Authors: P. Dundr 1;  C. Povýšil 1;  M. Mára 2;  D. Kužel 2
Authors‘ workplace: Institute of Pathology and 2Department of Obstetrics and Gynecology, 1st Faculty of Medicine and General Teaching Hospital, Charles University in Prague, Czech Republic 1
Published in: Čes.-slov. Patol., 44, 2008, No. 2, p. 45-47
Category: Original Article

Overview

We report a case of an 86-year-old female with a tubulo-squamous polyp of the vagina. Grossly, the polyp measured 2 x 1.5 x 1 cm. Histologically, it was composed of well-circumscribed nests of squamous cells with bland nuclei. Some of the squamous nests showed central spaces filled with necrotic debris.

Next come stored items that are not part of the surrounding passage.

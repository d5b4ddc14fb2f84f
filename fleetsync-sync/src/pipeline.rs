//! Shared run entrypoint used by the CLI.

use fleetsync_core::{Mode, Registry, RepoName, SyncConfig};
use fleetsync_git::Vcs;

use crate::aggregator::{run_all, RunReport};
use crate::report::Reporter;
use crate::SyncError;

/// Which registry entries a run covers.
#[derive(Debug, Clone, PartialEq, Eq, Default)]
pub enum SyncScope {
    /// Every registered repository.
    #[default]
    All,
    /// Only the named repositories, in registry order.
    Only(Vec<RepoName>),
}

/// Run the pipeline for a scope.
///
/// Fails only when the scope cannot be resolved against the registry; every
/// per-repository problem is reported inside the returned [`RunReport`].
pub fn run<V: Vcs + ?Sized>(
    registry: &Registry,
    scope: SyncScope,
    vcs: &V,
    mode: Mode,
    config: &SyncConfig,
    reporter: &mut dyn Reporter,
) -> Result<RunReport, SyncError> {
    let selected = match scope {
        SyncScope::All => registry.clone(),
        SyncScope::Only(names) => registry.select(&names)?,
    };
    Ok(run_all(&selected, vcs, mode, config, reporter))
}
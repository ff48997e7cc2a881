//! Faturamento Common Library
//!
//! アテンダンスレポート（Atendimentos Analítico）の解析と請求チャネル別集計。
//! ファイルやネットワークは扱わず、メモリ上のグリッドとマッピング表だけを入力とする。
//!
//! ## 処理フロー
//! 1. [`locator`]: ヘッダー行・合計行の検出
//! 2. [`extractor`]: 列の切り出しと金額・convênioキーの正規化
//! 3. [`aggregator`]: ガイド別集計、チャネル別サマリー、合計の突き合わせ

pub mod types;
pub mod grid;
pub mod currency;
pub mod normalizer;
pub mod locator;
pub mod extractor;
pub mod aggregator;
pub mod mapping;
pub mod error;
pub mod export;

pub use types::{AttendanceRecord, ReportStats};
pub use grid::{Cell, Grid};
pub use currency::{format_brl, parse_brl_str, parse_brl_value};
pub use normalizer::normalize_convenio;
pub use locator::{locate_report, ReportLayout};
pub use extractor::{extract_records, parse_grid, HeaderMap, ParsedReport};
pub use aggregator::{aggregate, AggregateReport, ChannelSummary, GuideAggregate};
pub use mapping::{pending_assignments, Channel, ChannelAssignment, ConvenioMapping};
pub use error::{Error, Result};
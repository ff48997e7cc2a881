use thiserror::Error;

#[derive(Error, Debug)]
pub enum BillingError {
    #[error("設定エラー: {0}")]
    Config(String),

    #[error("ファイルが見つかりません: {0}")]
    FileNotFound(String),

    #[error("Excelファイルを読み込めません: {0}")]
    Workbook(String),

    #[error("ワークシートがありません: {0}")]
    EmptyWorkbook(String),

    #[error("マッピング保存先に接続できません: {0}")]
    StoreUnreachable(String),

    #[error("マッピング保存先の認証に失敗しました: {0}。`faturamento config --set-github-token` を確認してください")]
    StoreAuth(String),

    #[error("マッピングが他で更新されています（再読み込みしてやり直してください）: {0}")]
    StoreConflict(String),

    #[error("マッピング保存先の応答が不正: {0}")]
    StoreResponse(String),

    #[error("エクスポートエラー: {0}")]
    ExportFailed(String),

    #[error("入力エラー: {0}")]
    Prompt(String),

    #[error("JSON解析エラー: {0}")]
    JsonParse(#[from] serde_json::Error),

    #[error("IOエラー: {0}")]
    Io(#[from] std::io::Error),

    #[error(transparent)]
    Common(#[from] faturamento_common::Error),
}

pub type Result<T> = std::result::Result<T, BillingError>;
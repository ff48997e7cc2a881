//! エラー型定義

use thiserror::Error;

/// 共通エラー型
#[derive(Error, Debug)]
pub enum Error {
    #[error("Header row not found: no row starts with \"Atendimento\" and lists a guide column")]
    HeaderNotFound,

    #[error("Required column missing from header row: {0}")]
    ColumnMissing(String),

    #[error("JSON error: {0}")]
    Json(#[from] serde_json::Error),

    #[error("CSV error: {0}")]
    Csv(String),

    #[error("Excel error: {0}")]
    Excel(String),
}

/// Result型エイリアス
pub type Result<T> = std::result::Result<T, Error>;
use super::{MappingSnapshot, MappingStore};
use crate::error::Result;
use faturamento_common::ConvenioMapping;
use std::path::{Path, PathBuf};

/// ローカルJSONファイル
pub struct LocalStore {
    path: PathBuf,
}

impl LocalStore {
    pub fn new(path: impl Into<PathBuf>) -> Self {
        Self { path: path.into() }
    }

    pub fn path(&self) -> &Path {
        &self.path
    }
}

impl MappingStore for LocalStore {
    fn describe(&self) -> String {
        self.path.display().to_string()
    }

    fn load(&self) -> Result<MappingSnapshot> {
        if !self.path.exists() {
            log::debug!("マッピングファイルなし、空の表を使用: {}", self.path.display());
            return Ok(MappingSnapshot::empty());
        }

        let content = std::fs::read_to_string(&self.path)?;
        let mapping = if content.trim().is_empty() {
            ConvenioMapping::new()
        } else {
            ConvenioMapping::from_json(&content)?
        };

        log::debug!("マッピング読み込み: {}件 ({})", mapping.len(), self.path.display());
        Ok(MappingSnapshot {
            mapping,
            version: None,
        })
    }

    fn save(&self, mapping: &ConvenioMapping, _version: Option<&str>) -> Result<MappingSnapshot> {
        if let Some(parent) = self.path.parent().filter(|p| !p.as_os_str().is_empty()) {
            std::fs::create_dir_all(parent)?;
        }

        let json = mapping.to_json_pretty()?;
        std::fs::write(&self.path, json)?;

        Ok(MappingSnapshot {
            mapping: mapping.clone(),
            version: None,
        })
    }
}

Small tubules were present at the periphery of some of the nests, and there were a few tubules unassociated with the squamous nests. Furthermore, several larger mucinous glands, some with apparent squamous metaplasia, were present. The stroma was fibrous and rather hypocellular. Surface of the polyp was covered by intact squamous epithelium, which was not connected with the underlying lesion. The recently described tubulo-squamous vaginal polyp represents a distinctive entity. To the best of our knowledge, only one study describing a series of ten cases has been reported in the literature to date.

Key words:
tubulo-squamous – polyp – vagina

Vaginal polyps are uncommon and represent a heterogeneous group of lesions. Their histological diagnosis is usually straightforward since most of vaginal polypoid lesions are simple fibroepithelial polyps (1, 10, 11). However, a variety of mesenchymal lesions could present as a polypoid mass, including leiomyoma, superficial myofibroblastoma of the lower female genital tract, rhabdomyoma and embryonal rhabdomyosarcoma (sarcoma botryoides) (4–7, 16). Moreover, some epithelial and mixed tumors may form a polypoid mass. These tumors include enteric-type adenoma, squamous cell- and other types of carcinoma, malignant mixed müllerian tumor, and both benign and malignant mixed tumor of the vagina (3, 12, 14, 15). Another type of vaginal polyp has recently been described. It consisted of an admixture of nests of squamous cells and tubules in fibrous stroma. This polyp, which represents a distinctive entity, has been reported in a series of ten cases as the “tubulo-squamous polyp” (9). Herein we report another case of this peculiar lesion together with its immunohistochemical analysis. 

Case Report

An 86-year-old female visited her physician because of some vaginal discomfort. She was sent for gynecological examination. On examination, a polyp was removed from the posterior wall of the upper part of her vagina. Currently, 3 months after the polypectomy, she shows no sign of the disease.

Results

Grossly, the polyp measured 2 x 1.5 x 1 cm. The cross section revealed grayish tissue with unevenly distributed multiple small yellow foci up to 0.2 cm in diameter.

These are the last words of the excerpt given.